*Exercise inputs*.
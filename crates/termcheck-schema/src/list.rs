//! # List Rules
//!
//! A list rule applies a wrapped rule to every element of a value that may
//! arrive either as a sequence or as a single scalar, then orders the
//! result according to its [`Multiplicity`].
//!
//! ## Scalar vs sequence
//!
//! The decision is made on runtime shape alone:
//!
//! - an empty `List` is an empty result, no element is validated;
//! - a `List` of printable character codes is text spelled as integers and
//!   counts as *one* scalar;
//! - any other `List` is the sequence of elements;
//! - every other term is one scalar.
//!
//! The char-list case is a known surprise: `list(integer)` applied to
//! `[104, 105]` sees the text `"hi"`, not two integers, and fails.

use termcheck_core::{is_char_list, Term};

use crate::rule::Multiplicity;

/// Split a raw value into the elements a list rule validates.
pub fn elements(value: &Term) -> Vec<Term> {
    match value {
        Term::List(items) if items.is_empty() => Vec::new(),
        Term::List(items) if !is_char_list(items) => items.clone(),
        other => vec![other.clone()],
    }
}

/// Order validated elements according to `discipline`.
pub fn apply_discipline(mut items: Vec<Term>, discipline: Multiplicity) -> Vec<Term> {
    match discipline {
        Multiplicity::Ordered => {}
        Multiplicity::Sorted => items.sort_by(Term::total_cmp),
        Multiplicity::Unique => {
            items.sort_by(Term::total_cmp);
            items.dedup_by(|a, b| a.total_cmp(b).is_eq());
        }
    }
    items
}

/// Validate every element of `value` with `validate_one`, stopping at the
/// first failure, and return the ordered result.
///
/// `validate_one` returns `Ok(None)` to drop an element.
///
/// # Errors
///
/// Propagates the first element error unchanged.
pub fn validate_list<E, F>(value: &Term, discipline: Multiplicity, mut validate_one: F) -> Result<Term, E>
where
    F: FnMut(&Term) -> Result<Option<Term>, E>,
{
    let mut out = Vec::new();
    for element in elements(value) {
        if let Some(coerced) = validate_one(&element)? {
            out.push(coerced);
        }
    }
    Ok(Term::List(apply_discipline(out, discipline)))
}

#[cfg(test)]
mod tests {
    use super::*;
    use crate::primitive::{validate, Invalid};
    use crate::rule::TypeTag;

    fn ints(values: &[i64]) -> Term {
        Term::List(values.iter().copied().map(Term::Int).collect())
    }

    fn run(value: &Term, discipline: Multiplicity) -> Result<Term, Invalid> {
        validate_list(value, discipline, |e| validate(&TypeTag::Integer, e).map(Some))
    }

    #[test]
    fn test_ordered_preserves_input_order() {
        assert_eq!(run(&ints(&[3, 1, 2]), Multiplicity::Ordered).unwrap(), ints(&[3, 1, 2]));
    }

    #[test]
    fn test_sorted() {
        assert_eq!(run(&ints(&[3, 1, 2]), Multiplicity::Sorted).unwrap(), ints(&[1, 2, 3]));
    }

    #[test]
    fn test_unique() {
        assert_eq!(run(&ints(&[1, 1, 2]), Multiplicity::Unique).unwrap(), ints(&[1, 2]));
    }

    #[test]
    fn test_scalar_is_wrapped() {
        assert_eq!(
            run(&Term::Int(5), Multiplicity::Ordered).unwrap(),
            run(&ints(&[5]), Multiplicity::Ordered).unwrap()
        );
    }

    #[test]
    fn test_empty_list_skips_validation() {
        let result: Result<Term, Invalid> =
            validate_list(&Term::List(vec![]), Multiplicity::Ordered, |_| {
                panic!("no element should be validated")
            });
        assert_eq!(result.unwrap(), Term::List(vec![]));
    }

    #[test]
    fn test_char_list_is_one_scalar() {
        let text = Term::List("hi".chars().map(|c| Term::Int(c as i64)).collect());
        assert_eq!(elements(&text), vec![text.clone()]);
        assert!(run(&text, Multiplicity::Ordered).is_err());
    }

    #[test]
    fn test_first_failure_aborts() {
        let mut seen = 0;
        let value = Term::List(vec![Term::Int(1), Term::atom("x"), Term::Int(3)]);
        let result = validate_list(&value, Multiplicity::Ordered, |e| {
            seen += 1;
            validate(&TypeTag::Integer, e).map(Some)
        });
        assert!(result.is_err());
        assert_eq!(seen, 2);
    }
}
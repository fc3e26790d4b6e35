//! # Schemas
//!
//! A [`Schema`] maps field keys to [`Rule`]s and carries two level-scoped
//! directives:
//!
//! - **defaults**: values filled in for keys absent from the input at this
//!   level. Defaults are validated like any other input. A nested level
//!   whose input is empty gets none of them.
//! - **mandatory**: keys that must be present once defaults are applied,
//!   checked in declared order.
//!
//! Neither directive reaches into nested levels: a nested schema declares
//! its own.
//!
//! ## Key resolution
//!
//! [`Schema::rule_for`] treats symbolic and textual keys as
//! interchangeable, but never creates a symbol to do so. A textual key only
//! matches a symbolic field if that symbol already exists.
//!
//! ## Composition
//!
//! Schemas are immutable once built. Fragments authored in different places
//! combine with [`merge`]; [`add_defaults`] and [`add_mandatory`] are
//! shorthands for merging a fragment that carries only a directive.

use termcheck_core::{Key, Symbol, Term};

use crate::rule::Rule;

/// A declarative description of one level of input.
#[derive(Debug, Clone, Default)]
pub struct Schema {
    fields: Vec<(Key, Rule)>,
    defaults: Vec<(Key, Term)>,
    mandatory: Option<Vec<Key>>,
}

impl Schema {
    /// An empty schema.
    pub fn new() -> Self {
        Self::default()
    }

    /// Add or replace the rule for a symbolic field.
    pub fn field(self, name: &str, rule: impl Into<Rule>) -> Self {
        self.field_key(Key::sym(name), rule)
    }

    /// Add or replace the rule for a field under an explicit key.
    pub fn field_key(mut self, key: Key, rule: impl Into<Rule>) -> Self {
        self.fields.retain(|(k, _)| !k.same_name(&key));
        self.fields.push((key, rule.into()));
        self
    }

    /// Add or replace a default value.
    pub fn default_value(mut self, name: &str, value: Term) -> Self {
        let key = Key::sym(name);
        self.defaults.retain(|(k, _)| !k.same_name(&key));
        self.defaults.push((key, value));
        self
    }

    /// Declare mandatory fields, replacing any earlier declaration.
    pub fn mandatory<'a>(mut self, names: impl IntoIterator<Item = &'a str>) -> Self {
        self.mandatory = Some(dedup_keys(names.into_iter().map(Key::sym)));
        self
    }

    /// The rule for `key`, tolerating either key representation.
    ///
    /// Returns `None` when no rule matches; this is "unknown key", not an
    /// error.
    pub fn rule_for(&self, key: &Key) -> Option<&Rule> {
        let lookup = |k: &Key| self.fields.iter().find(|(fk, _)| fk == k).map(|(_, r)| r);
        if let Some(rule) = lookup(key) {
            return Some(rule);
        }
        match key {
            Key::Sym(sym) => lookup(&Key::Text(sym.as_str().to_string())),
            Key::Text(text) => Symbol::existing(text).and_then(|sym| lookup(&Key::Sym(sym))),
        }
    }

    /// Field rules in declaration order.
    pub fn fields(&self) -> &[(Key, Rule)] {
        &self.fields
    }

    /// Default values in declaration order.
    pub fn defaults(&self) -> &[(Key, Term)] {
        &self.defaults
    }

    /// Mandatory keys in declaration order.
    pub fn mandatory_keys(&self) -> &[Key] {
        self.mandatory.as_deref().unwrap_or(&[])
    }
}

fn dedup_keys(keys: impl IntoIterator<Item = Key>) -> Vec<Key> {
    let mut out: Vec<Key> = Vec::new();
    for key in keys {
        if !out.iter().any(|k| k.same_name(&key)) {
            out.push(key);
        }
    }
    out
}

/// Deep-merge two schema fragments.
///
/// For a key present in both, if both sides are mappings (nested schemas,
/// or `Map` default values) they merge recursively; otherwise the value
/// from `update` replaces the one in `base`. Keys only in `base` keep their
/// position; new keys from `update` are appended.
///
/// The mandatory list is a plain value under this rule: a fragment that
/// declares one replaces the base's list.
pub fn merge(update: &Schema, base: &Schema) -> Schema {
    let mut fields = base.fields.clone();
    for (key, rule) in &update.fields {
        match fields.iter_mut().find(|(k, _)| k.same_name(key)) {
            Some((_, existing)) => {
                *existing = match (&*existing, rule) {
                    (Rule::Nested(b), Rule::Nested(u)) => Rule::Nested(merge(u, b)),
                    _ => rule.clone(),
                };
            }
            None => fields.push((key.clone(), rule.clone())),
        }
    }

    Schema {
        fields,
        defaults: merge_pairs(&update.defaults, &base.defaults),
        mandatory: update.mandatory.clone().or_else(|| base.mandatory.clone()),
    }
}

/// Deep-merge two terms: maps merge key by key, anything else is replaced.
pub fn merge_terms(update: &Term, base: &Term) -> Term {
    match (update, base) {
        (Term::Map(u), Term::Map(b)) => Term::Map(merge_pairs(u, b)),
        _ => update.clone(),
    }
}

fn merge_pairs(update: &[(Key, Term)], base: &[(Key, Term)]) -> Vec<(Key, Term)> {
    let mut out = base.to_vec();
    for (key, value) in update {
        match out.iter_mut().find(|(k, _)| k.same_name(key)) {
            Some((_, existing)) => *existing = merge_terms(value, existing),
            None => out.push((key.clone(), value.clone())),
        }
    }
    out
}

/// Merge `defaults` into the schema's defaults.
pub fn add_defaults(defaults: impl IntoIterator<Item = (Key, Term)>, schema: &Schema) -> Schema {
    let fragment = Schema {
        defaults: defaults.into_iter().collect(),
        ..Schema::default()
    };
    merge(&fragment, schema)
}

/// Set the schema's mandatory keys.
pub fn add_mandatory(keys: impl IntoIterator<Item = Key>, schema: &Schema) -> Schema {
    let fragment = Schema {
        mandatory: Some(dedup_keys(keys)),
        ..Schema::default()
    };
    merge(&fragment, schema)
}

#[cfg(test)]
mod tests {
    use super::*;
    use crate::rule::TypeTag;

    fn is_type(rule: Option<&Rule>, tag: TypeTag) -> bool {
        matches!(rule, Some(Rule::Type(t)) if *t == tag)
    }

    // ---- resolution ----

    #[test]
    fn test_symbolic_key_finds_textual_field() {
        let schema = Schema::new().field_key(Key::text("schema_text_field"), TypeTag::Integer);
        assert!(is_type(schema.rule_for(&Key::sym("schema_text_field")), TypeTag::Integer));
    }

    #[test]
    fn test_textual_key_finds_symbolic_field() {
        let schema = Schema::new().field("port", TypeTag::Port);
        assert!(is_type(schema.rule_for(&Key::text("port")), TypeTag::Port));
        assert!(is_type(schema.rule_for(&Key::sym("port")), TypeTag::Port));
    }

    #[test]
    fn test_unknown_text_key_does_not_create_symbol() {
        let schema = Schema::new().field("known", TypeTag::Any);
        assert!(schema.rule_for(&Key::text("schema_never_seen_key")).is_none());
        assert!(Symbol::existing("schema_never_seen_key").is_none());
    }

    #[test]
    fn test_field_replaces_same_name() {
        let schema = Schema::new()
            .field_key(Key::text("a"), TypeTag::Integer)
            .field("a", TypeTag::Binary);
        assert_eq!(schema.fields().len(), 1);
        assert!(is_type(schema.rule_for(&Key::text("a")), TypeTag::Binary));
    }

    // ---- merge ----

    #[test]
    fn test_merge_update_wins_for_plain_rules() {
        let base = Schema::new().field("a", TypeTag::Integer).field("b", TypeTag::Binary);
        let update = Schema::new().field("a", TypeTag::Float).field("c", TypeTag::Any);
        let merged = merge(&update, &base);
        let names: Vec<&str> = merged.fields().iter().map(|(k, _)| k.name()).collect();
        assert_eq!(names, ["a", "b", "c"]);
        assert!(is_type(merged.rule_for(&Key::sym("a")), TypeTag::Float));
    }

    #[test]
    fn test_merge_recurses_into_nested_schemas() {
        let base = Schema::new().field(
            "db",
            Schema::new().field("host", TypeTag::Host).default_value("port", Term::Int(5432)),
        );
        let update = Schema::new().field("db", Schema::new().mandatory(["host"]));
        let merged = merge(&update, &base);
        match merged.rule_for(&Key::sym("db")) {
            Some(Rule::Nested(db)) => {
                assert!(is_type(db.rule_for(&Key::sym("host")), TypeTag::Host));
                assert_eq!(db.defaults(), &[(Key::sym("port"), Term::Int(5432))]);
                assert_eq!(db.mandatory_keys(), &[Key::sym("host")]);
            }
            other => panic!("expected nested rule, got {other:?}"),
        }
    }

    #[test]
    fn test_merge_nested_over_plain_replaces() {
        let base = Schema::new().field("db", TypeTag::Any);
        let update = Schema::new().field("db", Schema::new().field("host", TypeTag::Host));
        assert!(matches!(
            merge(&update, &base).rule_for(&Key::sym("db")),
            Some(Rule::Nested(_))
        ));
    }

    #[test]
    fn test_add_defaults_deep_merges_maps() {
        let base = Schema::new().default_value(
            "tls",
            Term::map([(Key::sym("verify"), Term::Bool(true)), (Key::sym("depth"), Term::Int(1))]),
        );
        let merged = add_defaults(
            [(Key::sym("tls"), Term::map([(Key::sym("depth"), Term::Int(3))]))],
            &base,
        );
        assert_eq!(
            merged.defaults(),
            &[(
                Key::sym("tls"),
                Term::map([(Key::sym("verify"), Term::Bool(true)), (Key::sym("depth"), Term::Int(3))])
            )]
        );
    }

    #[test]
    fn test_add_mandatory_replaces_list() {
        let base = Schema::new().mandatory(["a"]);
        let merged = add_mandatory([Key::sym("b"), Key::sym("b")], &base);
        assert_eq!(merged.mandatory_keys(), &[Key::sym("b")]);
    }

    #[test]
    fn test_merge_keeps_base_directives_when_update_has_none() {
        let base = Schema::new().mandatory(["a"]).default_value("a", Term::Int(1));
        let merged = merge(&Schema::new().field("z", TypeTag::Any), &base);
        assert_eq!(merged.mandatory_keys(), &[Key::sym("a")]);
        assert_eq!(merged.defaults().len(), 1);
    }
}
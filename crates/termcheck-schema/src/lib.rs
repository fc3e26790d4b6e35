//! # termcheck-schema — Declarative Term Validation
//!
//! Validates a loosely typed [`Term`](termcheck_core::Term) (typically a
//! decoded YAML or JSON document) against a declarative [`Schema`] and
//! returns the accepted, coerced key/value pairs or the first error, tagged
//! with the dotted path of the offending field.
//!
//! ## Layers
//!
//! - [`primitive`]: one validator per [`TypeTag`]: coercion from text,
//!   bounds checks, host/IP/URI/path normalization.
//! - [`list`]: list wrappers with ordered, sorted and unique disciplines.
//! - [`schema`]: field rules plus the level-scoped `defaults` and
//!   `mandatory` directives, and fragment merging.
//! - [`engine`]: the recursive descent over nested levels.
//!
//! ## Example
//!
//! ```
//! use termcheck_core::{Key, Term};
//! use termcheck_schema::{parse, Schema, TypeTag};
//!
//! let schema = Schema::new()
//!     .field("port", TypeTag::Port)
//!     .default_value("port", Term::Int(8080))
//!     .field("host", TypeTag::Host)
//!     .mandatory(["host"]);
//!
//! let input = Term::map([(Key::text("host"), Term::str("Example.COM"))]);
//! let out = parse(&input, &schema).unwrap();
//! assert_eq!(out.get("host"), Some(&Term::str("example.com")));
//! assert_eq!(out.get("port"), Some(&Term::Int(8080)));
//! ```
//!
//! ## Crate Policy
//!
//! - Depends only on `termcheck-core` internally.
//! - Schemas are immutable after construction and safe to share across
//!   threads. A `parse` call owns all of its state.
//! - Input is untrusted: validation never creates symbols and never panics
//!   on malformed data. Callback panics are contained and reported.

pub mod engine;
pub mod error;
pub mod list;
pub mod path;
pub mod primitive;
pub mod rule;
pub mod schema;

pub use engine::{parse, parse_with, Context, ParseOptions, ParseOutput};
pub use error::ParseError;
pub use path::DottedPath;
pub use primitive::{validate, validate_named, Invalid, Outcome};
pub use rule::{Callback, Multiplicity, Rule, TypeTag, Verdict};
pub use schema::{add_defaults, add_mandatory, merge, merge_terms, Schema};
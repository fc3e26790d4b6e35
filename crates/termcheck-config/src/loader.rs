//! # Configuration Loader
//!
//! Reads a YAML or JSON document, validates it against a [`Schema`], and
//! publishes every accepted top-level pair into a [`ConfigStore`] under the
//! loader's owner and scope.
//!
//! Publishing happens only after the whole document validated: a document
//! with any error leaves the store untouched.
//!
//! JSON object keys keep document order, so unknown keys are reported in
//! the order they appear in the file for both formats.

use std::path::Path;

use serde::Deserialize;
use termcheck_core::{CoreError, Term};
use termcheck_schema::{parse_with, ParseError, ParseOptions, ParseOutput, Schema};
use thiserror::Error;

use crate::store::ConfigStore;

/// Where loaded values are published, and how the document is parsed.
#[derive(Debug, Clone, PartialEq, Eq, Deserialize)]
#[serde(default)]
pub struct LoaderOptions {
    /// Store owner, typically the application name.
    pub owner: String,
    /// Store scope, e.g. `global` or a host name.
    pub scope: String,
    /// Options for the validation pass.
    pub parse: ParseOptions,
}

impl Default for LoaderOptions {
    fn default() -> Self {
        Self {
            owner: "termcheck".to_string(),
            scope: "global".to_string(),
            parse: ParseOptions::default(),
        }
    }
}

/// Document encodings the loader reads.
#[derive(Debug, Clone, Copy, PartialEq, Eq)]
pub enum Format {
    /// YAML; also accepts JSON text.
    Yaml,
    /// Strict JSON.
    Json,
}

impl Format {
    /// Pick the format from a file extension: `.json` is JSON, everything
    /// else is YAML (a superset of JSON).
    pub fn from_path(path: &Path) -> Self {
        match path.extension().and_then(|e| e.to_str()) {
            Some(ext) if ext.eq_ignore_ascii_case("json") => Format::Json,
            _ => Format::Yaml,
        }
    }
}

/// Why a document could not be turned into a term.
#[derive(Error, Debug)]
pub enum DecodeError {
    /// Malformed JSON.
    #[error("invalid JSON: {0}")]
    Json(#[from] serde_json::Error),

    /// Malformed YAML.
    #[error("invalid YAML: {0}")]
    Yaml(#[from] serde_yaml::Error),

    /// Well-formed YAML with no term equivalent, such as a sequence used
    /// as a mapping key.
    #[error("YAML conversion failed: {0}")]
    Conversion(#[from] CoreError),
}

/// Loader failures.
#[derive(Error, Debug)]
pub enum LoadError {
    /// The file could not be read.
    #[error("cannot read '{path}': {reason}")]
    Read {
        /// Path of the file.
        path: String,
        /// Underlying I/O error.
        reason: String,
    },

    /// The document is not well-formed YAML/JSON.
    #[error("cannot decode '{path}': {source}")]
    Decode {
        /// Path of the file, or `<memory>`.
        path: String,
        #[source]
        source: DecodeError,
    },

    /// The document decoded but failed validation.
    #[error("invalid configuration in '{path}': {source}")]
    Invalid {
        /// Path of the file, or `<memory>`.
        path: String,
        #[source]
        source: ParseError,
    },
}

/// Load, validate and publish a configuration file.
///
/// # Errors
///
/// Returns [`LoadError::Read`] if the file cannot be read,
/// [`LoadError::Decode`] if it is not valid for its format, and
/// [`LoadError::Invalid`] if it fails validation.
pub fn load_file(
    path: &Path,
    schema: &Schema,
    options: &LoaderOptions,
    store: &ConfigStore,
) -> Result<ParseOutput, LoadError> {
    let origin = path.display().to_string();
    tracing::debug!(path = %origin, "loading configuration file");
    let content = std::fs::read_to_string(path).map_err(|e| LoadError::Read {
        path: origin.clone(),
        reason: e.to_string(),
    })?;
    load_document(&content, Format::from_path(path), &origin, schema, options, store)
}

/// Validate and publish an in-memory document.
///
/// # Errors
///
/// As [`load_file`], minus read failures. Errors name the source `<memory>`.
pub fn load_str(
    text: &str,
    format: Format,
    schema: &Schema,
    options: &LoaderOptions,
    store: &ConfigStore,
) -> Result<ParseOutput, LoadError> {
    load_document(text, format, "<memory>", schema, options, store)
}

/// Decode a document into a term without validating it.
///
/// # Errors
///
/// Returns [`DecodeError`] naming the syntax or conversion failure.
pub fn decode(text: &str, format: Format) -> Result<Term, DecodeError> {
    match format {
        Format::Json => {
            let value: serde_json::Value = serde_json::from_str(text)?;
            Ok(Term::from_json(&value))
        }
        Format::Yaml => {
            let value: serde_yaml::Value = serde_yaml::from_str(text)?;
            Ok(Term::from_yaml(&value)?)
        }
    }
}

fn load_document(
    text: &str,
    format: Format,
    origin: &str,
    schema: &Schema,
    options: &LoaderOptions,
    store: &ConfigStore,
) -> Result<ParseOutput, LoadError> {
    let document = decode(text, format).map_err(|source| LoadError::Decode {
        path: origin.to_string(),
        source,
    })?;

    let output = parse_with(&document, schema, &options.parse).map_err(|source| LoadError::Invalid {
        path: origin.to_string(),
        source,
    })?;

    for (key, value) in &output.accepted {
        store.put(&options.owner, &options.scope, key.name(), value.clone());
    }
    tracing::debug!(
        path = %origin,
        owner = %options.owner,
        scope = %options.scope,
        accepted = output.accepted.len(),
        unknown = output.unknown.len(),
        "configuration loaded"
    );
    Ok(output)
}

*Work to complete*.
Set down exactly the lines above that run from the start of the listing to the line with "Order validated elements". Leave out every later line.

*Written response*.
filename crates/termcheck-schema/src/list.rs
//! # List Rules
//!
//! A list rule applies a wrapped rule to every element of a value that may
//! arrive either as a sequence or as a single scalar, then orders the
//! result according to its [`Multiplicity`].
//!
//! ## Scalar vs sequence
//!
//! The decision is made on runtime shape alone:
//!
//! - an empty `List` is an empty result, no element is validated;
//! - a `List` of printable character codes is text spelled as integers and
//!   counts as *one* scalar;
//! - any other `List` is the sequence of elements;
//! - every other term is one scalar.
//!
//! The char-list case is a known surprise: `list(integer)` applied to
//! `[104, 105]` sees the text `"hi"`, not two integers, and fails.

use termcheck_core::{is_char_list, Term};

use crate::rule::Multiplicity;

/// Split a raw value into the elements a list rule validates.
pub fn elements(value: &Term) -> Vec<Term> {
    match value {
        Term::List(items) if items.is_empty() => Vec::new(),
        Term::List(items) if !is_char_list(items) => items.clone(),
        other => vec![other.clone()],
    }
}

/// Order validated elements according to `discipline`.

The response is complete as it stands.